Dukungan terhadap demokrasi langsung ini bukanlah posisi universal di antara kaum anarkis modern. Sejumlah besar anarkis berpendapat bahwa anarkisme pada dasarnya tidak sesuai dengan, atau setidaknya berbeda dari, demokrasi. Argumen dasar mereka adalah bahwa demokrasi berarti pemerintahan oleh rakyat atau mayoritas, sementara anarkisme menganjurkan penghapusan semua sistem pemerintahan. Kata anarkisme sendiri berasal dari kata kerja Yunani kuno anarchos, yang berarti tanpa penguasa. Dalam demokrasi, keputusan ditegakkan pada setiap orang dalam wilayah tertentu melalui mekanisme paksaan yang dilembagakan, seperti hukum, tentara, polisi, dan penjara. Pembela demokrasi menganggap penegakan koersif ini sah karena keputusan dibuat secara demokratis, seperti setiap warga negara memiliki hak untuk berpartisipasi dalam proses pengambilan keputusan. Karena penegakan koersif seperti itu dianggap tidak sesuai dengan komitmen anarkisme terhadap asosiasi bebas, maka anarkisme tidak menganjurkan demokrasi (Gordon 2008, 67–70; Crimethinc 2016).

Kaum anarkis yang menganjurkan demokrasi tanpa negara sendiri mendukung asosiasi bebas. Graeber, misalnya, menganjurkan masyarakat “di mana manusia hanya memasuki hubungan semacam itu satu sama lain yang tidak harus dipaksakan oleh ancaman kekerasan yang terus-menerus”. Akibatnya, dia menentang sistem pengambilan keputusan di mana seseorang memiliki “kemampuan … untuk memanggil orang-orang bersenjata untuk muncul dan mengatakan ‘Saya tidak peduli apa yang Anda katakan tentang ini; diam dan lakukan apa yang diperintahkan’” (Graeber 2013, 187–8. Lihat juga Milstein 2010, 60–2) Mengingat hal ini, kaum anarkis pro-demokrasi dan anti-demokrasi yang telah saya kaji menganjurkan posisi yang sama dalam bahasa yang berbeda. Keduanya menganjurkan metode pengambilan keputusan kolektif di mana setiap orang yang terlibat memiliki suara yang sama. Keduanya berpendapat bahwa ini harus dicapai melalui asosiasi sukarela dan menolak gagasan bahwa keputusan harus dijatuhkan pada mereka yang menolaknya melalui mekanisme paksaan yang dilembagakan, seperti hukum atau polisi. Mereka hanya tidak setuju apakah sistem ini harus disebut demokrasi karena mereka menggunakan definisi yang berbeda dari kata itu.

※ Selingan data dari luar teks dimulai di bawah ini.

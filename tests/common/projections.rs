//! Recording projection for daemon tests.
//!
//! Records every applied sequence and fails on scripted positions.

use projection_progress::daemon::{ApplyFuture, Projection};
use projection_progress::policy::{ErrorCategory, ShardError};
use projection_progress::{EventRecord, SequencePosition};
use std::collections::HashMap;
use std::sync::Mutex;

/// A failure to raise when applying a given sequence.
#[derive(Debug, Clone)]
pub struct ScriptedFailure {
    pub error: ShardError,
    /// Remaining times to fail; `None` fails forever.
    pub remaining: Option<u32>,
}

/// Projection that records applied sequences.
///
/// # Example
/// ```rust,ignore
/// let trips = Arc::new(RecordingProjection::new("Trips"));
/// trips.fail_always(3, arithmetic());
///
/// daemon.add_projection(trips.clone())?;
/// // ...
/// assert_eq!(trips.applied(), vec![1, 2, 4]);
/// ```
pub struct RecordingProjection {
    name: String,
    applied: Mutex<Vec<SequencePosition>>,
    failures: Mutex<HashMap<SequencePosition, ScriptedFailure>>,
    attempts: Mutex<HashMap<SequencePosition, u32>>,
}

impl RecordingProjection {
    pub fn new(name: &str) -> Self {
        Self {
            name: name.to_string(),
            applied: Mutex::new(Vec::new()),
            failures: Mutex::new(HashMap::new()),
            attempts: Mutex::new(HashMap::new()),
        }
    }

    /// Fail on `sequence` every time.
    pub fn fail_always(&self, sequence: SequencePosition, error: ShardError) {
        self.failures.lock().unwrap().insert(
            sequence,
            ScriptedFailure {
                error,
                remaining: None,
            },
        );
    }

    /// Fail on `sequence` the next `times` attempts, then succeed.
    pub fn fail_times(&self, sequence: SequencePosition, times: u32, error: ShardError) {
        self.failures.lock().unwrap().insert(
            sequence,
            ScriptedFailure {
                error,
                remaining: Some(times),
            },
        );
    }

    /// Sequences applied successfully, in order.
    pub fn applied(&self) -> Vec<SequencePosition> {
        self.applied.lock().unwrap().clone()
    }

    /// Times `apply` was called for `sequence`.
    pub fn attempts(&self, sequence: SequencePosition) -> u32 {
        self.attempts.lock().unwrap().get(&sequence).copied().unwrap_or(0)
    }

    fn scripted(&self, sequence: SequencePosition) -> Option<ShardError> {
        let mut failures = self.failures.lock().unwrap();
        let failure = failures.get_mut(&sequence)?;
        match &mut failure.remaining {
            None => Some(failure.error.clone()),
            Some(0) => None,
            Some(n) => {
                *n -= 1;
                Some(failure.error.clone())
            }
        }
    }
}

impl Projection for RecordingProjection {
    fn name(&self) -> &str {
        &self.name
    }

    fn apply<'a>(&'a self, event: &'a EventRecord) -> ApplyFuture<'a> {
        Box::pin(async move {
            *self.attempts.lock().unwrap().entry(event.sequence).or_insert(0) += 1;
            if let Some(error) = self.scripted(event.sequence) {
                return Err(error);
            }
            self.applied.lock().unwrap().push(event.sequence);
            Ok(())
        })
    }
}

/// `ApplyEvent` wrapping an `Arithmetic` cause.
pub fn arithmetic() -> ShardError {
    ShardError::apply(ShardError::new(ErrorCategory::Arithmetic, "fare total overflowed"))
}

/// A category no test policy registers.
pub fn unregistered() -> ShardError {
    ShardError::new(ErrorCategory::Custom("GeoLookup".to_string()), "unknown zone")
}

pub fn timeout_error() -> ShardError {
    ShardError::new(ErrorCategory::Timeout, "read model timed out")
}
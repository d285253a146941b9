// Copyright (c) 2025-2026 Adrian Robinson. Licensed under the AGPL-3.0.
// See LICENSE file in the project root for full license text.

//! Projection daemon.
//!
//! The orchestrator that ties together:
//! - High water detection via [`HighWaterAgent`]
//! - Mark fan-out via [`ShardStateTracker`]
//! - One consumer task per registered [`Projection`]
//! - Failure recovery via the [`ExceptionPolicy`]
//!
//! # Lifecycle
//!
//! 1. Register projections and policy rules while `Created`
//! 2. [`start()`](ProjectionDaemon::start) runs the bootstrap detection,
//!    freezes the policy and spawns shard tasks
//! 3. [`shutdown()`](ProjectionDaemon::shutdown) stops the agent, signals
//!    shards, drains daemon-wide commands and closes the event log

mod shard;
mod supervisor;
mod types;

pub use shard::{ApplyFuture, Projection};
pub use types::{DaemonCommand, DaemonState, HealthCheck, ShardHealth, ShardStatus};

use crate::config::DaemonConfig;
use crate::error::{ProgressError, Result};
use crate::high_water::{HighWaterAgent, HighWaterStatistics};
use crate::metrics;
use crate::policy::{Continuation, ExceptionPolicy, FailureFilter, ShardError};
use crate::store::{EventLog, SqliteEventLog};
use crate::tracker::{HighWaterSubscription, ShardState, ShardStateTracker};
use crate::types::{SequencePosition, ShardName, ShardProgress};
use shard::ShardRunner;
use std::sync::Arc;
use std::time::Duration;
use supervisor::ShardSupervisor;
use tokio::sync::{broadcast, watch};
use tokio::task::JoinHandle;
use tracing::{debug, error, info, warn};

/// Time shard tasks get to finish after the shutdown signal.
const DRAIN_TIMEOUT: Duration = Duration::from_secs(10);

/// Runs projections against an event log, gated by the high water mark.
pub struct ProjectionDaemon<L: EventLog> {
    config: DaemonConfig,
    log: Arc<L>,

    state_tx: watch::Sender<DaemonState>,
    state_rx: watch::Receiver<DaemonState>,

    tracker: Arc<ShardStateTracker>,
    agent: HighWaterAgent<L>,

    /// Mutable until start; moved into the supervisor afterwards.
    policy: ExceptionPolicy,
    projections: Vec<Arc<dyn Projection>>,
    supervisor: Option<Arc<ShardSupervisor>>,

    shutdown_tx: watch::Sender<bool>,
    shard_tasks: Vec<JoinHandle<()>>,
}

impl ProjectionDaemon<SqliteEventLog> {
    /// Open the SQLite event log named by `config.store` and build a daemon
    /// over it.
    pub async fn open(config: DaemonConfig) -> Result<Self> {
        let log = SqliteEventLog::open(&config.store).await?;
        info!(path = %config.store.sqlite_path, "Event log opened");
        Ok(Self::new(config, Arc::new(log)))
    }
}

impl<L: EventLog> ProjectionDaemon<L> {
    /// Create a daemon in the `Created` state.
    pub fn new(config: DaemonConfig, log: Arc<L>) -> Self {
        let (state_tx, state_rx) = watch::channel(DaemonState::Created);
        let (shutdown_tx, _) = watch::channel(false);
        let tracker = Arc::new(ShardStateTracker::new());
        let agent = HighWaterAgent::new(
            Arc::clone(&log),
            Arc::clone(&tracker),
            config.settings.high_water.clone(),
        );

        Self {
            config,
            log,
            state_tx,
            state_rx,
            tracker,
            agent,
            policy: ExceptionPolicy::new(),
            projections: Vec::new(),
            supervisor: None,
            shutdown_tx,
            shard_tasks: Vec::new(),
        }
    }

    pub fn state(&self) -> DaemonState {
        *self.state_rx.borrow()
    }

    pub fn state_receiver(&self) -> watch::Receiver<DaemonState> {
        self.state_rx.clone()
    }

    pub fn is_running(&self) -> bool {
        self.state() == DaemonState::Running
    }

    pub fn log(&self) -> &Arc<L> {
        &self.log
    }

    pub fn tracker(&self) -> &Arc<ShardStateTracker> {
        &self.tracker
    }

    /// The latest published high water mark.
    pub fn high_water_mark(&self) -> SequencePosition {
        self.tracker.high_water_mark()
    }

    fn set_state(&self, state: DaemonState) {
        self.state_tx.send_replace(state);
        metrics::set_daemon_state(&state.to_string());
    }

    fn require_created(&self) -> Result<()> {
        match self.state() {
            DaemonState::Created => Ok(()),
            other => Err(ProgressError::InvalidState {
                expected: DaemonState::Created.to_string(),
                actual: other.to_string(),
            }),
        }
    }

    fn running_supervisor(&self) -> Result<&Arc<ShardSupervisor>> {
        self.supervisor.as_ref().ok_or_else(|| ProgressError::InvalidState {
            expected: DaemonState::Running.to_string(),
            actual: self.state().to_string(),
        })
    }

    /// Register a projection. Shard identities must be unique.
    pub fn add_projection(&mut self, projection: Arc<dyn Projection>) -> Result<()> {
        self.require_created()?;
        let shard = projection.shard_name();
        if shard.is_high_water() {
            return Err(ProgressError::Config(format!(
                "shard name '{}' is reserved",
                shard
            )));
        }
        if self.projections.iter().any(|p| p.shard_name() == shard) {
            return Err(ProgressError::Config(format!(
                "shard '{}' is already registered",
                shard
            )));
        }
        debug!(shard = %shard, "Projection registered");
        self.projections.push(projection);
        Ok(())
    }

    /// Append an exception policy rule. Rules are matched in registration
    /// order.
    pub fn register_exception_policy(
        &mut self,
        filter: FailureFilter,
        continuations: Vec<Continuation>,
    ) -> Result<()> {
        self.require_created()?;
        self.policy.add(filter, continuations);
        Ok(())
    }

    /// Builder access to the policy. Only available before start.
    ///
    /// ```rust
    /// use projection_progress::config::DaemonConfig;
    /// use projection_progress::policy::ErrorCategory;
    /// use projection_progress::store::InMemoryEventLog;
    /// use projection_progress::ProjectionDaemon;
    /// use std::sync::Arc;
    /// use std::time::Duration;
    ///
    /// let mut daemon = ProjectionDaemon::new(DaemonConfig::default(), Arc::new(InMemoryEventLog::new()));
    /// daemon
    ///     .exception_policy_mut()
    ///     .unwrap()
    ///     .on(ErrorCategory::Timeout)
    ///     .retry_later([Duration::from_millis(100)])
    ///     .then()
    ///     .pause(Duration::from_secs(10));
    /// ```
    pub fn exception_policy_mut(&mut self) -> Result<&mut ExceptionPolicy> {
        self.require_created()?;
        Ok(&mut self.policy)
    }

    /// The policy in effect (frozen once running).
    pub fn exception_policy(&self) -> &ExceptionPolicy {
        match &self.supervisor {
            Some(supervisor) => supervisor.policy(),
            None => &self.policy,
        }
    }

    /// Start the daemon.
    ///
    /// 1. Runs the bootstrap detection (errors fail the daemon)
    /// 2. Freezes the exception policy
    /// 3. Spawns one consumer task per projection
    pub async fn start(&mut self) -> Result<HighWaterStatistics> {
        self.require_created()?;

        info!(projections = self.projections.len(), "Starting projection daemon");
        self.set_state(DaemonState::Starting);

        let bootstrap = match self.agent.start().await {
            Ok(statistics) => statistics,
            Err(e) => {
                error!(error = %e, "Bootstrap high water detection failed");
                self.set_state(DaemonState::Failed);
                return Err(e);
            }
        };

        let policy = std::mem::take(&mut self.policy);
        let shards = self.projections.iter().map(|p| p.shard_name());
        let supervisor = Arc::new(ShardSupervisor::new(policy, shards, &self.config.settings.retry));

        for projection in &self.projections {
            let shard = projection.shard_name();
            let handle = Arc::clone(supervisor.handle(&shard.identity())?);
            let runner = ShardRunner {
                log: Arc::clone(&self.log),
                projection: Arc::clone(projection),
                handle,
                supervisor: Arc::clone(&supervisor),
                tracker: Arc::clone(&self.tracker),
                batch_size: self.config.settings.shards.batch_size,
                shutdown_rx: self.shutdown_tx.subscribe(),
            };
            self.shard_tasks.push(tokio::spawn(runner.run()));
            debug!(shard = %shard, "Spawned shard task");
        }
        self.supervisor = Some(supervisor);

        self.set_state(DaemonState::Running);
        info!(
            mark = bootstrap.current_mark,
            highest = bootstrap.highest_sequence,
            shards = self.shard_tasks.len(),
            "Projection daemon running"
        );
        Ok(bootstrap)
    }

    /// Shut the daemon down gracefully.
    ///
    /// 1. Stop the high water agent (no mark is published afterwards)
    /// 2. Signal shard tasks and wait for them, with a timeout
    /// 3. Drain daemon-wide commands
    /// 4. Close the event log
    pub async fn shutdown(&mut self) {
        match self.state() {
            DaemonState::Stopped => return,
            DaemonState::Created => {
                self.set_state(DaemonState::Stopped);
                return;
            }
            _ => {}
        }

        info!("Shutting down projection daemon");
        self.set_state(DaemonState::ShuttingDown);

        self.agent.stop().await;
        self.shutdown_tx.send_replace(true);

        let tasks = std::mem::take(&mut self.shard_tasks);
        if !tasks.is_empty() {
            info!(task_count = tasks.len(), "Waiting for shard tasks");
        }
        for (i, task) in tasks.into_iter().enumerate() {
            match tokio::time::timeout(DRAIN_TIMEOUT, task).await {
                Ok(Ok(())) => debug!(task = i + 1, "Shard task completed"),
                Ok(Err(e)) => warn!(task = i + 1, error = %e, "Shard task panicked"),
                Err(_) => warn!(task = i + 1, "Shard task timed out during shutdown"),
            }
        }

        if let Some(supervisor) = &self.supervisor {
            supervisor.shutdown().await;
        }

        self.log.close().await;

        self.set_state(DaemonState::Stopped);
        info!("Projection daemon stopped");
    }

    /// Subscribe to the high water mark as `shard`.
    pub fn subscribe(&self, shard: &ShardName) -> HighWaterSubscription {
        self.tracker.subscribe(shard)
    }

    /// Shard lifecycle events published from now on.
    pub fn subscribe_states(&self) -> broadcast::Receiver<ShardState> {
        self.tracker.subscribe_states()
    }

    /// Resolve a failure for `shard` against the policy and count it.
    ///
    /// Daemon-wide continuations are applied to every shard; the returned
    /// continuation is for the caller to act on.
    pub async fn report_failure(&self, shard: &ShardName, error: &ShardError) -> Result<Continuation> {
        self.running_supervisor()?
            .report_failure(&shard.identity(), error)
            .await
    }

    /// Every durable progress row, including the high water mark.
    pub async fn all_progress(&self) -> Result<Vec<ShardProgress>> {
        self.log.all_progress().await
    }

    pub fn shard_status(&self, shard: &ShardName) -> Result<ShardStatus> {
        let identity = shard.identity();
        match &self.supervisor {
            Some(supervisor) => Ok(supervisor.handle(&identity)?.status()),
            None if self.projections.iter().any(|p| &p.shard_name() == shard) => {
                Err(ProgressError::InvalidState {
                    expected: DaemonState::Running.to_string(),
                    actual: self.state().to_string(),
                })
            }
            None => Err(ProgressError::ShardNotFound(identity)),
        }
    }

    /// Health snapshot for monitoring endpoints.
    ///
    /// Reads in-memory state only; never queries the event log.
    ///
    /// ```rust,ignore
    /// let health = daemon.health_check().await;
    /// if health.ready {
    ///     HttpResponse::Ok().json(&health)
    /// } else {
    ///     HttpResponse::ServiceUnavailable().json(&health)
    /// }
    /// ```
    pub async fn health_check(&self) -> HealthCheck {
        let state = self.state();
        let mark = self.tracker.high_water_mark();
        let latest = self.agent.latest().await;

        let shards: Vec<ShardHealth> = self
            .supervisor
            .as_ref()
            .map(|supervisor| {
                supervisor
                    .handles()
                    .iter()
                    .map(|handle| {
                        let position = handle.position();
                        ShardHealth {
                            shard: handle.name().identity(),
                            status: handle.status(),
                            position,
                            lag: (mark - position).max(0),
                            failed_attempts: handle.attempts(),
                        }
                    })
                    .collect()
            })
            .unwrap_or_default();

        let count = |status: ShardStatus| shards.iter().filter(|s| s.status == status).count();
        let shards_running = count(ShardStatus::Running);
        let shards_paused = count(ShardStatus::Paused);
        let shards_stopped = count(ShardStatus::Stopped);

        let ready = state == DaemonState::Running && self.agent.is_running();
        let healthy = ready && shards_stopped == 0;

        HealthCheck {
            state,
            ready,
            healthy,
            high_water_mark: mark,
            highest_sequence: latest.map(|s| s.highest_sequence),
            last_detection: latest.map(|s| s.timestamp),
            agent_restarts: self.agent.restart_count(),
            shards_running,
            shards_paused,
            shards_stopped,
            shards,
        }
    }
}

Selama ini perdebatan adalah hal yang umum bagi kaum anarkis untuk menarik fakta bahwa dalam sejarah anarkis selalu menentang apa yang mereka sebut demokrasi. Sayangnya, seruan terhadap sejarah anarkis ini seringkali agak kacau karena orang-orang berfokus pada kata-kata yang digunakan historis anarkis, daripada ide-ide mereka. Dalam esai ini saya akan menjelaskan tidak hanya apa yang ditulis oleh para anarkis historis tentang demokrasi tetapi juga bagaimana mereka membuat keputusan. Saya tidak berpikir bahwa sejarah anarkisme dapat digunakan secara langsung untuk menyelesaikan perdebatan tentang anarkisme dan demokrasi. Harapan saya hanyalah bahwa pengetahuan mendalam tentang sejarah anarkis akan membantu kaum anarkis modern berpikir tentang topik tersebut dengan cara yang lebih bermanfaat.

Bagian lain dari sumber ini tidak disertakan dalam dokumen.